Please report how many lines of the following entries hold the word "pooled", giving the number alone.

***** Data excerpts

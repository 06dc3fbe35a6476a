//! Remote-shell transport over multiplexed OpenSSH sessions.
//!
//! Each pooled connection owns one control-master process
//! (`ssh -M -N -S <socket>`). Commands run as short-lived clients of that
//! master, so reusing a connection skips the key exchange and login.

use crate::connection::{Connection, Connector, PoolKey, RemoteReply, TransportFailure};
use async_trait::async_trait;
use flotilla_core::agent::Endpoint;
use flotilla_core::ids::TaskId;
use flotilla_core::task::{RemoteStatus, TaskSpec};
use flotilla_core::{Error, Result};
use serde::{Deserialize, Serialize};
use std::path::{Path, PathBuf};
use std::process::Stdio;
use std::sync::Arc;
use std::time::{Duration, Instant};
use tokio::io::AsyncReadExt;
use tokio::process::{Child, Command};
use tracing::{debug, info, warn};
use uuid::Uuid;

/// Exit code OpenSSH uses for its own failures.
const SSH_ERROR_EXIT: i32 = 255;

/// Remote-shell transport configuration.
#[derive(Debug, Clone, Serialize, Deserialize)]
pub struct ShellConfig {
    #[serde(default = "default_ssh_binary")]
    pub ssh_binary: String,
    /// Directory for control sockets. Defaults to the system temp dir.
    #[serde(default)]
    pub control_dir: Option<PathBuf>,
    #[serde(default = "default_connect_timeout_ms")]
    pub connect_timeout_ms: u64,
    /// Extra `-o` options passed to the master, e.g. `StrictHostKeyChecking=no`.
    #[serde(default)]
    pub extra_options: Vec<String>,
}

fn default_ssh_binary() -> String {
    "ssh".to_string()
}

fn default_connect_timeout_ms() -> u64 {
    10_000
}

impl Default for ShellConfig {
    fn default() -> Self {
        Self {
            ssh_binary: default_ssh_binary(),
            control_dir: None,
            connect_timeout_ms: default_connect_timeout_ms(),
            extra_options: Vec::new(),
        }
    }
}

impl ShellConfig {
    pub fn connect_timeout(&self) -> Duration {
        Duration::from_millis(self.connect_timeout_ms)
    }

    fn control_dir(&self) -> PathBuf {
        self.control_dir.clone().unwrap_or_else(std::env::temp_dir)
    }
}

/// Extract the command line from a task payload.
///
/// Accepts a bare string or an object with a string `command` field.
pub fn shell_command(payload: &serde_json::Value) -> Result<&str> {
    match payload {
        serde_json::Value::String(command) if !command.trim().is_empty() => Ok(command),
        serde_json::Value::Object(map) => match map.get("command") {
            Some(serde_json::Value::String(command)) if !command.trim().is_empty() => Ok(command),
            _ => Err(Error::InvalidPayload(
                "expected a non-empty string field 'command'".to_string(),
            )),
        },
        _ => Err(Error::InvalidPayload(
            "expected a command string or an object with 'command'".to_string(),
        )),
    }
}

fn destination(user: &str, host: &str) -> String {
    format!("{}@{}", user, host)
}

/// Arguments that start a control master for `destination`.
pub fn master_args(config: &ShellConfig, socket: &Path, destination: &str, port: u16) -> Vec<String> {
    let mut args = vec![
        "-M".to_string(),
        "-N".to_string(),
        "-S".to_string(),
        socket.display().to_string(),
        "-p".to_string(),
        port.to_string(),
        "-o".to_string(),
        "BatchMode=yes".to_string(),
        "-o".to_string(),
        format!("ConnectTimeout={}", config.connect_timeout_ms.div_ceil(1000).max(1)),
    ];
    for option in &config.extra_options {
        args.push("-o".to_string());
        args.push(option.clone());
    }
    args.push(destination.to_string());
    args
}

/// Arguments that send a control command (`check`, `exit`) to a master.
pub fn control_args(socket: &Path, destination: &str, op: &str) -> Vec<String> {
    vec![
        "-S".to_string(),
        socket.display().to_string(),
        "-O".to_string(),
        op.to_string(),
        destination.to_string(),
    ]
}

/// Arguments that run `command` over an existing master.
pub fn command_args(socket: &Path, destination: &str, command: &str) -> Vec<String> {
    vec![
        "-S".to_string(),
        socket.display().to_string(),
        "-o".to_string(),
        "BatchMode=yes".to_string(),
        destination.to_string(),
        "--".to_string(),
        command.to_string(),
    ]
}

/// Opens one control master per pooled connection.
pub struct ShellConnector {
    config: Arc<ShellConfig>,
}

impl ShellConnector {
    pub fn new(config: ShellConfig) -> Self {
        Self {
            config: Arc::new(config),
        }
    }
}

#[async_trait]
impl Connector for ShellConnector {
    async fn connect(
        &self,
        key: &PoolKey,
    ) -> std::result::Result<Box<dyn Connection>, TransportFailure> {
        let Endpoint::Shell { host, user, port } = &key.endpoint else {
            return Err(TransportFailure::new(format!(
                "endpoint {} is not a shell endpoint",
                key.endpoint
            )));
        };
        let dest = destination(user, host);
        let socket = self
            .config
            .control_dir()
            .join(format!("flotilla-{}.sock", Uuid::new_v4().simple()));

        let mut master = Command::new(&self.config.ssh_binary)
            .args(master_args(&self.config, &socket, &dest, *port))
            .stdin(Stdio::null())
            .stdout(Stdio::null())
            .stderr(Stdio::piped())
            .kill_on_drop(true)
            .spawn()
            .map_err(|e| {
                TransportFailure::new(format!("failed to spawn {}: {}", self.config.ssh_binary, e))
            })?;

        let deadline = Instant::now() + self.config.connect_timeout();
        loop {
            match master.try_wait() {
                Ok(Some(status)) => {
                    let stderr = read_stderr(&mut master).await;
                    return Err(TransportFailure::new(format!(
                        "ssh master for {} exited with {}: {}",
                        dest,
                        status,
                        stderr.trim()
                    )));
                }
                Ok(None) => {}
                Err(e) => {
                    return Err(TransportFailure::new(format!(
                        "failed to poll ssh master for {}: {}",
                        dest, e
                    )));
                }
            }

            let ready = Command::new(&self.config.ssh_binary)
                .args(control_args(&socket, &dest, "check"))
                .stdin(Stdio::null())
                .stdout(Stdio::null())
                .stderr(Stdio::null())
                .kill_on_drop(true)
                .status()
                .await
                .map(|status| status.success())
                .unwrap_or(false);
            if ready {
                break;
            }

            if Instant::now() >= deadline {
                let _ = master.kill().await;
                remove_socket(&socket).await;
                return Err(TransportFailure::new(format!(
                    "ssh master for {} not ready after {}ms",
                    dest, self.config.connect_timeout_ms
                )));
            }
            tokio::time::sleep(Duration::from_millis(50)).await;
        }

        info!(destination = %dest, socket = %socket.display(), "Opened ssh control master");
        Ok(Box::new(ShellConnection {
            config: Arc::clone(&self.config),
            socket,
            dest,
            master,
            broken: false,
        }))
    }
}

async fn read_stderr(child: &mut Child) -> String {
    let mut buf = String::new();
    if let Some(mut stderr) = child.stderr.take() {
        let _ = stderr.read_to_string(&mut buf).await;
    }
    buf
}

async fn remove_socket(socket: &Path) {
    if let Err(e) = tokio::fs::remove_file(socket).await
        && e.kind() != std::io::ErrorKind::NotFound
    {
        debug!(socket = %socket.display(), error = %e, "Failed to remove control socket");
    }
}

struct ShellConnection {
    config: Arc<ShellConfig>,
    socket: PathBuf,
    dest: String,
    master: Child,
    broken: bool,
}

impl ShellConnection {
    async fn run(&mut self, command: &str) -> std::result::Result<RemoteReply, TransportFailure> {
        debug!(destination = %self.dest, command = %command, "Running remote command");

        // Dropping this future kills the local client, which tears down the remote channel.
        let output = Command::new(&self.config.ssh_binary)
            .args(command_args(&self.socket, &self.dest, command))
            .stdin(Stdio::null())
            .stdout(Stdio::piped())
            .stderr(Stdio::piped())
            .kill_on_drop(true)
            .output()
            .await
            .map_err(|e| {
                self.broken = true;
                TransportFailure::new(format!("failed to spawn ssh client: {}", e))
            })?;

        let stdout = String::from_utf8_lossy(&output.stdout).into_owned();
        let stderr = String::from_utf8_lossy(&output.stderr).into_owned();

        match output.status.code() {
            None => {
                self.broken = true;
                Err(TransportFailure::new(format!(
                    "ssh client for {} killed by signal",
                    self.dest
                )))
            }
            Some(SSH_ERROR_EXIT) => {
                self.broken = true;
                warn!(destination = %self.dest, stderr = %stderr.trim(), "ssh session failed");
                Err(TransportFailure::new(format!(
                    "ssh to {} failed: {}",
                    self.dest,
                    stderr.trim()
                )))
            }
            Some(code) => {
                let output = if code == 0 || stderr.is_empty() {
                    stdout
                } else {
                    format!("{}{}", stdout, stderr)
                };
                Ok(RemoteReply {
                    output,
                    status: RemoteStatus::Exit(code),
                })
            }
        }
    }
}

#[async_trait]
impl Connection for ShellConnection {
    async fn execute(
        &mut self,
        _task_id: TaskId,
        task: &TaskSpec,
    ) -> std::result::Result<RemoteReply, TransportFailure> {
        let command = shell_command(&task.payload)
            .map_err(|e| TransportFailure::new(e.to_string()))?
            .to_string();
        self.run(&command).await
    }

    async fn probe(&mut self) -> std::result::Result<(), TransportFailure> {
        let reply = self.run("true").await?;
        if reply.status.is_success() {
            Ok(())
        } else {
            Err(TransportFailure::new(format!(
                "probe on {} returned {}",
                self.dest, reply.status
            )))
        }
    }

    fn is_broken(&mut self) -> bool {
        // A master that exited on its own leaves a dead socket behind.
        self.broken || !matches!(self.master.try_wait(), Ok(None))
    }

    async fn close(mut self: Box<Self>) {
        let _ = tokio::time::timeout(
            Duration::from_secs(2),
            Command::new(&self.config.ssh_binary)
                .args(control_args(&self.socket, &self.dest, "exit"))
                .stdin(Stdio::null())
                .stdout(Stdio::null())
                .stderr(Stdio::null())
                .kill_on_drop(true)
                .status(),
        )
        .await;
        let _ = self.master.kill().await;
        remove_socket(&self.socket).await;
        debug!(destination = %self.dest, "Closed ssh control master");
    }
}

#[cfg(test)]
mod tests {
    use super::*;
    use flotilla_core::agent::Transport;
    use serde_json::json;

    #[test]
    fn test_shell_command_accepts_string_or_object() {
        assert_eq!(shell_command(&json!("cargo test")).unwrap(), "cargo test");
        assert_eq!(
            shell_command(&json!({ "command": "make lint" })).unwrap(),
            "make lint"
        );
    }

    #[test]
    fn test_shell_command_rejects_other_payloads() {
        for payload in [json!(null), json!(42), json!({ "cmd": "ls" }), json!("  ")] {
            let err = shell_command(&payload).unwrap_err();
            assert!(matches!(err, Error::InvalidPayload(_)));
        }
    }

    #[test]
    fn test_master_args() {
        let config = ShellConfig {
            connect_timeout_ms: 2_500,
            extra_options: vec!["StrictHostKeyChecking=no".to_string()],
            ..Default::default()
        };
        let args = master_args(&config, Path::new("/tmp/m.sock"), "ci@build-01", 2222);
        assert_eq!(&args[..4], &["-M", "-N", "-S", "/tmp/m.sock"]);
        assert!(args.windows(2).any(|w| w == ["-p", "2222"]));
        assert!(args.contains(&"ConnectTimeout=3".to_string()));
        assert!(args.windows(2).any(|w| w == ["-o", "StrictHostKeyChecking=no"]));
        assert_eq!(args.last().map(String::as_str), Some("ci@build-01"));
    }

    #[test]
    fn test_command_args_end_with_command() {
        let args = command_args(Path::new("/tmp/m.sock"), "ci@build-01", "cargo test --all");
        assert_eq!(args[0], "-S");
        let sep = args.iter().position(|a| a == "--").unwrap();
        assert_eq!(args[sep - 1], "ci@build-01");
        assert_eq!(args[sep + 1], "cargo test --all");
        assert_eq!(args.len(), sep + 2);
    }

    #[tokio::test]
    async fn test_connect_rejects_url_endpoint() {
        let connector = ShellConnector::new(ShellConfig::default());
        let key = PoolKey::new(
            Transport::RemoteShell,
            Endpoint::Url("http://agent".to_string()),
        );
        let err = connector.connect(&key).await.err().unwrap();
        assert!(err.message.contains("not a shell endpoint"));
    }

    #[tokio::test]
    async fn test_connect_fails_when_binary_missing() {
        let connector = ShellConnector::new(ShellConfig {
            ssh_binary: "/nonexistent/flotilla-ssh".to_string(),
            ..Default::default()
        });
        let key = PoolKey::new(
            Transport::RemoteShell,
            Endpoint::Shell {
                host: "build-01".to_string(),
                user: "ci".to_string(),
                port: 22,
            },
        );
        let err = connector.connect(&key).await.err().unwrap();
        assert!(err.message.contains("failed to spawn"));
    }
}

**********

**Result for this task:**
2